My beginnings with eating disorders go back to that time where we sought to enter these therapeutic support groups for children and adolescents with this condition, where I can remember with great affection a first-year young woman in psychotherapeutic training, who was assigned to supervise and with which I formed a wonderful combination of therapeutic intervention and where was the magic? In the joy and enthusiasm of working with each case, because I admit that one afternoon she told me how long ago she was one of those patients and today recovered she gave part of her life to help others. And so many stories that served as fertilizer to take each course, each training, each book that would take me to a living, ethical, human, and qualified encounter to approach my patients. Upon returning to Latin America, specifically to the Dominican Republic, it was born in me the need to research offers on the continent and in my country for this type of patient, finding a lack of this type of service. Therefore, we set up a comprehensive approach program with enthusiasm and hope of being able to provide quality, efficient, and effective care to these health conditions from our island. Also, we proposed that in each continuous training course where we participate or be invited, eating disorders should be given a place. Coming today to represent workshops and symposiums within the Latin American Federation of Child and Adolescent Psychiatry and related professions, which are not only recognized, as today they are continuously requested for the various events of the different societies that make up the federation.

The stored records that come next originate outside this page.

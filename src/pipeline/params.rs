//! Parameter types configuring the fusion stages.
//!
//! Every block deserialises with defaults, so a configuration file only needs
//! the knobs it changes.

use crate::fusion::FusionOptions;
use crate::registration::RegistrationOptions;
use crate::segmentation::SegmentationOptions;
use crate::spectra::AlignmentOptions;
use serde::{Deserialize, Serialize};

/// Pipeline-wide parameters.
#[derive(Clone, Debug, Serialize, Deserialize)]
#[serde(default)]
pub struct FusionParams {
    /// Peak detection and alignment, used when starting from raw spectra.
    pub alignment: AlignmentOptions,
    /// Divide every pixel spectrum by its total ion count before fusion.
    /// Segmentation and registration always see the raw intensities.
    pub normalize_tic: bool,
    pub segmentation: SegmentationOptions,
    pub registration: RegistrationOptions,
    pub fusion: FusionOptions,
}

impl Default for FusionParams {
    fn default() -> Self {
        Self {
            alignment: AlignmentOptions::default(),
            normalize_tic: false,
            segmentation: SegmentationOptions::default(),
            registration: RegistrationOptions::default(),
            fusion: FusionOptions::default(),
        }
    }
}
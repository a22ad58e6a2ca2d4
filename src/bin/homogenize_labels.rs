use msi_fusion::image::io::{load_label_image, save_label_image};
use msi_fusion::segmentation::homogenize_labels;
use std::env;
use std::path::Path;

fn main() {
    env_logger::init();
    if let Err(err) = run() {
        eprintln!("Error: {err}");
        std::process::exit(1);
    }
}

fn run() -> Result<(), String> {
    let mut args = env::args().skip(1);
    let (Some(image), Some(reference), Some(output)) = (args.next(), args.next(), args.next())
    else {
        return Err(usage());
    };

    let labels = load_label_image(Path::new(&image))?;
    let reference = load_label_image(Path::new(&reference))?;
    let out = homogenize_labels(&labels, &reference).map_err(|e| e.to_string())?;
    save_label_image(&out, Path::new(&output))?;
    println!(
        "Relabelled {image} ({} labels) against {} reference labels; saved to {output}",
        labels.max_label(),
        reference.max_label()
    );
    Ok(())
}

fn usage() -> String {
    "Usage: homogenize_labels <image.png> <reference.png> <out.png>".to_string()
}
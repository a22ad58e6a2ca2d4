/// Dice overlap `2|A ∩ B| / (|A| + |B|)` of two equally sized masks. Two
/// empty masks overlap perfectly.
pub fn dice_coefficient(a: &[bool], b: &[bool]) -> f64 {
    let mut both = 0usize;
    let mut total = 0usize;
    for (&x, &y) in a.iter().zip(b) {
        both += usize::from(x && y);
        total += usize::from(x) + usize::from(y);
    }
    if total == 0 {
        1.0
    } else {
        2.0 * both as f64 / total as f64
    }
}

#[cfg(test)]
mod tests {
    use super::*;

    #[test]
    fn dice_counts_overlap() {
        let a = [true, true, false, false];
        let b = [false, true, true, false];
        assert!((dice_coefficient(&a, &b) - 0.5).abs() < 1e-12);
        assert_eq!(dice_coefficient(&a, &a), 1.0);
        assert_eq!(dice_coefficient(&[false; 3], &[false; 3]), 1.0);
    }
}
//! End-to-end fusion of an MSI datacube with a reference image.
//!
//! Overview
//! - Optionally detects and aligns peaks of raw pixel spectra and scatters
//!   them into a datacube.
//! - Segments the tissue on a representative image built from the most
//!   spatially coherent ion images.
//! - Rigidly registers the representative onto the reference image
//!   (coarse-to-fine, multi-start regular-step gradient descent).
//! - Warps every ion image and the tissue mask into the reference frame.
//! - Embeds ion images and reference with NMF or PCA over the warped mask and
//!   ranks the ion images by their distance to the reference.
//!
//! Modules
//! - [`params`] – configuration types used by the pipeline and CLI.
//! - `runner` – the [`FusionPipeline`] implementation.

pub mod params;
mod runner;

pub use params::FusionParams;
pub use runner::FusionPipeline;
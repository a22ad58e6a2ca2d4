pub mod f32;
pub mod io;
pub mod labels;
pub mod traits;

pub use self::f32::ImageF32;
pub use self::labels::{mask_area, LabelImage};
pub use self::traits::{ImageView, ImageViewMut};
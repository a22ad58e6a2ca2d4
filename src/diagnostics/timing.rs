use serde::{Deserialize, Serialize};
use std::time::Instant;

/// Wall-clock duration of one pipeline stage.
#[derive(Clone, Debug, Serialize, Deserialize)]
#[serde(rename_all = "camelCase")]
pub struct StageTiming {
    pub label: String,
    pub elapsed_ms: f64,
}

impl StageTiming {
    pub fn new(label: impl Into<String>, elapsed_ms: f64) -> Self {
        Self {
            label: label.into(),
            elapsed_ms,
        }
    }
}

/// Aggregated timing trace of a fusion run.
#[derive(Clone, Debug, Default, Serialize, Deserialize)]
#[serde(rename_all = "camelCase")]
pub struct TimingBreakdown {
    pub total_ms: f64,
    pub stages: Vec<StageTiming>,
}

impl TimingBreakdown {
    pub fn with_total(total_ms: f64) -> Self {
        Self {
            total_ms,
            stages: Vec::new(),
        }
    }

    pub fn push(&mut self, label: impl Into<String>, elapsed_ms: f64) {
        self.stages.push(StageTiming::new(label, elapsed_ms));
    }

    /// Elapsed time of the first stage called `label`.
    pub fn stage_ms(&self, label: &str) -> Option<f64> {
        self.stages
            .iter()
            .find(|s| s.label == label)
            .map(|s| s.elapsed_ms)
    }
}

/// Milliseconds elapsed since `start`.
pub fn elapsed_ms(start: Instant) -> f64 {
    start.elapsed().as_secs_f64() * 1000.0
}

#[cfg(test)]
mod tests {
    use super::*;

    #[test]
    fn stages_are_looked_up_by_label() {
        let mut timings = TimingBreakdown::with_total(12.0);
        timings.push("segmentation", 3.0);
        timings.push("registration", 8.0);
        assert_eq!(timings.stage_ms("registration"), Some(8.0));
        assert_eq!(timings.stage_ms("fusion"), None);
    }
}
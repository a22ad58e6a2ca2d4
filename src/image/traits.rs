//! Row access shared by the single-channel image buffers.

pub trait ImageView {
    type Pixel: Copy;

    fn width(&self) -> usize;
    fn height(&self) -> usize;
    fn stride(&self) -> usize;

    fn row(&self, y: usize) -> &[Self::Pixel];
}

pub trait ImageViewMut: ImageView {
    fn row_mut(&mut self, y: usize) -> &mut [Self::Pixel];
}
//! Realignment quality measures.
//!
//! Compares the peak indices kept after realignment with reference peak
//! indices (typically picked on the max spectrum of the raw data) on a shared
//! sampling axis. Index sets use first-occurrence order and set semantics.

use super::alignment::AlignedSpectra;
use super::peaks::{PeakDetector, PeakOptions};
use super::spectrum::{spectra_max, PixelSpectrum, Spectrum};
use crate::error::FusionError;
use crate::stats::{mean_std, median};
use serde::{Deserialize, Serialize};
use std::collections::HashSet;

/// For each index in `a`, the nearest index in `b` when closer than `max_distance`.
pub fn realign_close_peaks(a: &[usize], b: &[usize], max_distance: usize) -> Vec<usize> {
    a.iter()
        .filter_map(|&v| nearest(b, v).filter(|&n| n.abs_diff(v) < max_distance))
        .collect()
}

/// Distance from every index of `a` to its nearest neighbour in `b`.
pub fn nearest_distances(a: &[usize], b: &[usize]) -> Vec<usize> {
    a.iter()
        .filter_map(|&v| nearest(b, v).map(|n| n.abs_diff(v)))
        .collect()
}

fn nearest(candidates: &[usize], value: usize) -> Option<usize> {
    candidates.iter().copied().min_by_key(|&c| c.abs_diff(value))
}

fn ordered_unique(values: &[usize]) -> Vec<usize> {
    let mut seen = HashSet::with_capacity(values.len());
    values.iter().copied().filter(|v| seen.insert(*v)).collect()
}

fn intersection_len(a: &[usize], b: &[usize]) -> usize {
    let set_b: HashSet<usize> = b.iter().copied().collect();
    ordered_unique(a).into_iter().filter(|v| set_b.contains(v)).count()
}

/// Fraction of the distinct elements of `a` also present in `b`.
pub fn precision(a: &[usize], b: &[usize]) -> f64 {
    let n = ordered_unique(a).len();
    if n == 0 {
        0.0
    } else {
        intersection_len(a, b) as f64 / n as f64
    }
}

/// Fraction of the distinct elements of `b` also present in `a`.
pub fn recall(a: &[usize], b: &[usize]) -> f64 {
    let n = ordered_unique(b).len();
    if n == 0 {
        0.0
    } else {
        intersection_len(a, b) as f64 / n as f64
    }
}

/// Distinct elements of `b` absent from `a`, in order of appearance in `b`.
pub fn missing_indices(a: &[usize], b: &[usize]) -> Vec<usize> {
    let set_a: HashSet<usize> = a.iter().copied().collect();
    ordered_unique(b)
        .into_iter()
        .filter(|v| !set_a.contains(v))
        .collect()
}

/// Fraction of values at or below `median + sigma`.
pub fn noise_proportion(values: &[f64], median: f64, sigma: f64) -> f64 {
    if values.is_empty() {
        return 0.0;
    }
    let below = values.iter().filter(|&&v| v <= median + sigma).count();
    below as f64 / values.len() as f64
}

/// Share of intensity retained by a reduced representation.
pub fn intensity_ratio(reduced: f64, full: f64) -> f64 {
    if full == 0.0 {
        0.0
    } else {
        reduced / full
    }
}

#[derive(Clone, Copy, Debug, Serialize, Deserialize)]
#[serde(default)]
pub struct QualityOptions {
    /// Peaks further apart than this many samples are not matched.
    pub max_distance: usize,
    /// Missing peaks at or below `median + factor · median` count as noise.
    pub noise_factor: f64,
}

impl Default for QualityOptions {
    fn default() -> Self {
        Self {
            max_distance: 10,
            noise_factor: 3.0,
        }
    }
}

/// Inputs of a realignment quality evaluation.
#[derive(Clone, Copy, Debug)]
pub struct RealignmentInput<'a> {
    /// Sample indices kept after realignment.
    pub realigned_indices: &'a [usize],
    /// Sample indices of peaks picked on the reference spectrum.
    pub reference_indices: &'a [usize],
    /// Reference spectrum intensities (e.g. the max spectrum).
    pub reference_spectrum: &'a [f64],
    /// All raw intensities, used for the noise level.
    pub full_intensities: &'a [f64],
    pub realigned_total: f64,
    pub full_total: f64,
}

#[derive(Clone, Debug, Serialize, Deserialize)]
#[serde(rename_all = "camelCase")]
pub struct RealignmentQuality {
    pub precision: f64,
    pub recall: f64,
    pub missing: Vec<usize>,
    pub missing_max: f64,
    pub missing_median: f64,
    pub missing_mean: f64,
    pub missing_std: f64,
    pub noise_proportion: f64,
    pub intensity_ratio: f64,
    /// Median distance, in axis samples, from each realigned peak to the
    /// nearest reference peak.
    pub offset_median: f64,
}

impl RealignmentQuality {
    pub fn evaluate(input: &RealignmentInput<'_>, options: &QualityOptions) -> Self {
        let realigned = realign_close_peaks(
            input.realigned_indices,
            input.reference_indices,
            options.max_distance,
        );
        let reference = realign_close_peaks(
            input.reference_indices,
            input.realigned_indices,
            options.max_distance,
        );
        let missing = missing_indices(input.realigned_indices, input.reference_indices);
        let missing_values: Vec<f64> = missing
            .iter()
            .filter_map(|&i| input.reference_spectrum.get(i).copied())
            .collect();
        let (missing_mean, missing_std) = mean_std(&missing_values);
        let offsets: Vec<f64> = nearest_distances(input.realigned_indices, input.reference_indices)
            .into_iter()
            .map(|d| d as f64)
            .collect();
        let full_median = median(input.full_intensities).unwrap_or(0.0);

        Self {
            precision: precision(&realigned, &reference),
            recall: recall(&realigned, &reference),
            missing_max: missing_values.iter().copied().fold(0.0, f64::max),
            missing_median: median(&missing_values).unwrap_or(0.0),
            missing_mean,
            missing_std,
            noise_proportion: noise_proportion(
                &missing_values,
                full_median,
                options.noise_factor * full_median,
            ),
            intensity_ratio: intensity_ratio(input.realigned_total, input.full_total),
            offset_median: median(&offsets).unwrap_or(0.0),
            missing,
        }
    }
}

/// Index of the axis sample closest to `mz`. The axis must be ascending.
fn nearest_index(axis: &[f64], mz: f64) -> Option<usize> {
    if axis.is_empty() {
        return None;
    }
    let pos = axis.partition_point(|&v| v < mz);
    let candidates = [pos.checked_sub(1), (pos < axis.len()).then_some(pos)];
    candidates
        .into_iter()
        .flatten()
        .min_by(|&a, &b| (axis[a] - mz).abs().total_cmp(&(axis[b] - mz).abs()))
}

/// Realignment quality of `aligned` against peaks picked on the max spectrum
/// of the raw `pixels`, which must share one m/z axis.
pub fn realignment_quality(
    pixels: &[PixelSpectrum],
    aligned: &AlignedSpectra,
    peaks: PeakOptions,
    options: &QualityOptions,
) -> Result<RealignmentQuality, FusionError> {
    let spectra: Vec<Spectrum> = pixels.iter().map(|p| p.spectrum.clone()).collect();
    let max_spectrum = spectra_max(&spectra)?;
    let reference_indices: Vec<usize> = PeakDetector::new(peaks)
        .detect(&max_spectrum)
        .iter()
        .map(|p| p.index)
        .collect();
    let mut realigned_indices: Vec<usize> = aligned
        .mzs
        .iter()
        .filter_map(|&mz| nearest_index(&max_spectrum.mz, mz))
        .collect();
    realigned_indices.dedup();

    let full_intensities: Vec<f64> = spectra
        .iter()
        .flat_map(|s| s.intensities.iter().copied())
        .collect();
    let full_total: f64 = full_intensities.iter().sum();
    let realigned_total: f64 = aligned
        .pixels
        .iter()
        .map(|p| p.intensities.iter().sum::<f64>())
        .sum();

    let input = RealignmentInput {
        realigned_indices: &realigned_indices,
        reference_indices: &reference_indices,
        reference_spectrum: &max_spectrum.intensities,
        full_intensities: &full_intensities,
        realigned_total,
        full_total,
    };
    Ok(RealignmentQuality::evaluate(&input, options))
}

#[cfg(test)]
mod tests {
    use super::*;

    #[test]
    fn close_peaks_snap_to_nearest_within_distance() {
        let a = [5, 20, 100];
        let b = [7, 22, 60];
        assert_eq!(realign_close_peaks(&a, &b, 10), vec![7, 22]);
        assert_eq!(nearest_distances(&a, &b), vec![2, 2, 40]);
    }

    #[test]
    fn precision_recall_use_set_semantics() {
        let a = [1, 2, 2, 3];
        let b = [2, 3, 4, 5];
        assert!((precision(&a, &b) - 2.0 / 3.0).abs() < 1e-12);
        assert!((recall(&a, &b) - 0.5).abs() < 1e-12);
        assert_eq!(precision(&[], &b), 0.0);
        assert_eq!(missing_indices(&a, &b), vec![4, 5]);
    }

    #[test]
    fn evaluation_combines_measures() {
        let reference_spectrum: Vec<f64> = (0..50).map(|i| i as f64).collect();
        let full = [1.0, 1.0, 1.0, 2.0];
        let input = RealignmentInput {
            realigned_indices: &[10, 30],
            reference_indices: &[11, 30, 45],
            reference_spectrum: &reference_spectrum,
            full_intensities: &full,
            realigned_total: 25.0,
            full_total: 100.0,
        };
        let q = RealignmentQuality::evaluate(&input, &QualityOptions::default());
        // 10 snaps to 11 on one side and 11 snaps to 10 on the other: only 30 agrees
        assert_eq!(q.precision, 0.5);
        assert_eq!(q.recall, 0.5);
        assert_eq!(q.missing, vec![11, 45]);
        assert_eq!(q.missing_max, 45.0);
        assert_eq!(q.noise_proportion, 0.0);
        assert_eq!(q.intensity_ratio, 0.25);
        // offsets 1 (10 -> 11) and 0 (30 -> 30)
        assert_eq!(q.offset_median, 0.5);
    }

    #[test]
    fn aligned_peaks_match_max_spectrum_peaks() {
        use crate::spectra::{AlignmentOptions, MzTolerance, PeakAligner};
        let axis: Vec<f64> = (0..60).map(|i| 100.0 + i as f64 * 0.1).collect();
        let pixels: Vec<PixelSpectrum> = (0..4)
            .map(|p| {
                let intensities = (0..60)
                    .map(|i| match i {
                        10 => 5.0 + p as f64,
                        40 => 3.0,
                        _ => 0.1,
                    })
                    .collect();
                PixelSpectrum {
                    x: p,
                    y: 0,
                    spectrum: Spectrum::new(axis.clone(), intensities).unwrap(),
                }
            })
            .collect();
        let options = AlignmentOptions {
            tolerance: MzTolerance::Da(0.05),
            ..AlignmentOptions::default()
        };
        let aligned = PeakAligner::new(options).align(&pixels).unwrap();
        let quality =
            realignment_quality(&pixels, &aligned, options.peaks, &QualityOptions::default()).unwrap();
        assert_eq!(quality.precision, 1.0);
        assert_eq!(quality.recall, 1.0);
        assert!(quality.missing.is_empty());
        assert_eq!(quality.offset_median, 0.0);
        assert!(quality.intensity_ratio > 0.0 && quality.intensity_ratio < 1.0);
    }
}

All passion requires nourishment and one of the things that I recognize today has nourished me is meeting with iaedp™. Where I not only received updates, but the atmosphere of professional human solidarity and the closeness and empathy of great teachers allowed each meeting to renew and stimulate new challenges to improve our service. A professor once said that the qualities of a good therapist can be summarized with: 1) Adherence to a good diagnostic manual, 2) Link with your training school, and 3) creativity “Otto Kemberg”. To which I say that perhaps the third is the most important to be able to connect with the level of disturbance and suffering that our patients with eating disorders have. That is why every day we are ready to learn something new based on something old, that when we reread and study again, it can let us see that this condition has impacted humanity for a long time and that at the suggestion of social networks, advertising and many segments of society, of guaranteed success through the ideal of thinness, we face elusive and seductive scourges that we call eating disorders. Finally, add the importance of being able to prevent through the information that we are called to share in our communities. There are wonderful programs in which we have trained, such as the Body Image Program “BIP”, but something I have learned is that our being can become a generator of acceptance and love for ourselves through our personal experiences that after all, they are the ones that last and allow us to connect more deeply with patients and their families.